## Work to be completed:
Take the records below from their first line to the line with "pub async fn", and restate those lines word for word.

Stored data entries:
***

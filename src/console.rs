#[cfg(test)]
mod tests;

use std::future::Future;
use std::io::Write;

use anyhow::Context;
use tokio::sync::mpsc::Receiver;
use tracing::{debug, error, info};

use crate::error::GasError;
use crate::report;
use crate::worker::DetectorEvent;

/// Prints detector events to `out` until `shutdown` resolves or the worker
/// reports an error.
///
/// Shutdown is the clean exit and ends with the farewell line.
pub async fn display_context<F, O>(
    mut events: Receiver<Result<DetectorEvent, GasError>>,
    shutdown: F,
    out: &mut O,
    timestamps: bool,
) -> anyhow::Result<()>
where
    F: Future<Output = ()>,
    O: Write,
{
    tokio::pin!(shutdown);

    loop {
        tokio::select! {
            _ = &mut shutdown => {
                writeln!(out)?;
                writeln!(out, "Aborted by user!")?;
                out.flush()?;
                return Ok(());
            }
            event = events.recv() => match event {
                Some(Ok(DetectorEvent::Ready { ro, calibrated })) => {
                    info!(ro, calibrated, "detector ready");
                    if calibrated {
                        writeln!(out, "Done ...")?;
                        writeln!(out)?;
                    }
                }
                Some(Ok(DetectorEvent::Reading(reading))) => {
                    debug!(rs = reading.resistance(), ratio = reading.ratio(), "reading");
                    write!(out, "{}", report::render(&reading, timestamps))?;
                    out.flush()?;
                }
                Some(Err(err)) => {
                    error!(kind = ?err.kind(), "{err}");
                    return Err(err).context("gas detection stopped");
                }
                None => anyhow::bail!("sampling thread exited without reporting"),
            }
        }
    }
}
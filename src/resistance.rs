
use crate::error::{GasError, GasResult};

/// Largest raw code of the converter the resistance model was fitted against.
pub const DEFAULT_SCALE_MAX: f64 = 1023.0;

/// Load resistance on the MQ-2 breakout board, in kilo ohms.
pub const DEFAULT_LOAD_RESISTANCE: f64 = 5.0;

/// Sensor resistance (Rs) from one converter reading.
///
/// The sensor and the load resistor form a voltage divider, so knowing the
/// voltage across the load resistor and its value gives the sensor side.
/// Readings above `scale_max` produce a negative Rs; that is a wiring or
/// sensor fault and is left to the caller.
pub fn resistance(voltage: f64, load_resistance: f64, scale_max: f64) -> GasResult<f64> {
    // also rejects NaN
    if !(voltage > 0.0) {
        return Err(GasError::NonPositiveVoltage { voltage });
    }

    Ok(load_resistance * (scale_max - voltage) / voltage)
}
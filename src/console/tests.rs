mod console_tests {
    use std::time::Duration;

    use tokio::sync::{mpsc, oneshot};
    use tokio::task;

    use crate::console::display_context;
    use crate::detector::{ConcentrationReading, DetectorConfig, GasDetector};
    use crate::error::{ErrorKind, GasError};
    use crate::measurements::{MockVoltageSource, SampleCadence, ThreadSleep};
    use crate::worker::DetectorEvent;

    const BACKLOG: usize = 4;

    fn reading() -> ConcentrationReading {
        let mut source = MockVoltageSource::new();
        source.expect_read_voltage().returning(|_| Ok(100.0));
        let config = DetectorConfig {
            reading: SampleCadence::new(1, Duration::from_millis(1)),
            ..DetectorConfig::default()
        };
        let mut detector = GasDetector::new(source, ThreadSleep, config, Some(4.807)).unwrap();
        detector.read_concentrations().unwrap()
    }

    #[tokio::test]
    async fn prints_calibration_readings_and_farewell() {
        let (tx, rx) = mpsc::channel(BACKLOG);
        let (stop_tx, stop_rx) = oneshot::channel::<()>();
        let reading = reading();

        let driver = async move {
            tx.send(Ok(DetectorEvent::Ready { ro: 4.807, calibrated: true })).await.unwrap();
            tx.send(Ok(DetectorEvent::Reading(reading))).await.unwrap();
            // every permit back means both events were printed
            while tx.capacity() < BACKLOG {
                task::yield_now().await;
            }
            stop_tx.send(()).unwrap();
            tx
        };
        let shutdown = async move {
            let _ = stop_rx.await;
        };

        let mut out = Vec::new();
        let (result, _tx) = tokio::join!(display_context(rx, shutdown, &mut out, false), driver);
        assert!(result.is_ok());

        let text = String::from_utf8(out).unwrap();
        assert!(text.starts_with("Done ...\n\nCO: "), "{text}");
        assert!(text.contains("\nSMOKE: "));
        assert!(text.ends_with(" ppm\n\n\nAborted by user!\n"), "{text}");
    }

    #[tokio::test]
    async fn supplied_ro_prints_no_calibration_notice() {
        let (tx, rx) = mpsc::channel(BACKLOG);
        tx.send(Ok(DetectorEvent::Ready { ro: 4.807, calibrated: false })).await.unwrap();
        tx.send(Err(GasError::transport(std::io::Error::other("nack")))).await.unwrap();

        let mut out = Vec::new();
        let result = display_context(rx, std::future::pending(), &mut out, false).await;

        assert!(result.is_err());
        assert!(out.is_empty());
    }

    #[tokio::test]
    async fn worker_error_ends_the_loop() {
        let (tx, rx) = mpsc::channel(BACKLOG);
        tx.send(Err(GasError::NonPositiveVoltage { voltage: 0.0 })).await.unwrap();

        let mut out = Vec::new();
        let err = display_context(rx, std::future::pending(), &mut out, false)
            .await
            .unwrap_err();

        let cause = err.downcast_ref::<GasError>().unwrap();
        assert_eq!(cause.kind(), ErrorKind::Domain);
        assert!(!String::from_utf8(out).unwrap().contains("Aborted by user!"));
    }

    #[tokio::test]
    async fn vanished_worker_is_an_error() {
        let (tx, rx) = mpsc::channel::<Result<DetectorEvent, GasError>>(BACKLOG);
        drop(tx);

        let mut out = Vec::new();
        assert!(display_context(rx, std::future::pending(), &mut out, false).await.is_err());
    }

    #[tokio::test]
    async fn shutdown_before_any_event_is_clean() {
        let (_tx, rx) = mpsc::channel::<Result<DetectorEvent, GasError>>(BACKLOG);

        let mut out = Vec::new();
        display_context(rx, async {}, &mut out, false).await.unwrap();

        assert_eq!(out, b"\nAborted by user!\n");
    }
}
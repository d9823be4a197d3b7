use thiserror::Error;

pub type GasResult<T> = Result<T, GasError>;

/// Broad classification of a [`GasError`], used by callers that only care
/// about which side of the pipeline failed.
#[derive(Debug, Clone, Copy, PartialEq, Eq)]
pub enum ErrorKind {
    /// Arithmetic fault caused by bad hardware input.
    Domain,
    /// A parameter handed to the core is out of its valid range.
    InvalidArgument,
    /// The voltage source could not produce a reading.
    Transport,
}

#[derive(Debug, Error)]
pub enum GasError {
    #[error("voltage must be positive to derive a resistance, got {voltage}")]
    NonPositiveVoltage { voltage: f64 },

    #[error("resistance ratio must be positive to evaluate a gas curve, got {ratio}")]
    NonPositiveRatio { ratio: f64 },

    #[error("invalid argument `{name}`: {reason}")]
    InvalidArgument {
        name: &'static str,
        reason: &'static str,
    },

    #[error("voltage source failed")]
    Transport(#[source] Box<dyn std::error::Error + Send + Sync>),
}

impl GasError {
    pub fn kind(&self) -> ErrorKind {
        match self {
            GasError::NonPositiveVoltage { .. } | GasError::NonPositiveRatio { .. } => {
                ErrorKind::Domain
            }
            GasError::InvalidArgument { .. } => ErrorKind::InvalidArgument,
            GasError::Transport(_) => ErrorKind::Transport,
        }
    }

    pub(crate) fn invalid(name: &'static str, reason: &'static str) -> Self {
        GasError::InvalidArgument { name, reason }
    }

    pub fn transport<E>(err: E) -> Self
    where
        E: std::error::Error + Send + Sync + 'static,
    {
        GasError::Transport(Box::new(err))
    }
}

***

## Response to this exercise:
filename src/console.rs
#[cfg(test)]
mod tests;

use std::future::Future;
use std::io::Write;

use anyhow::Context;
use tokio::sync::mpsc::Receiver;
use tracing::{debug, error, info};

use crate::error::GasError;
use crate::report;
use crate::worker::DetectorEvent;

/// Prints detector events to `out` until `shutdown` resolves or the worker
/// reports an error.
///
/// Shutdown is the clean exit and ends with the farewell line.
pub async fn display_context<F, O>(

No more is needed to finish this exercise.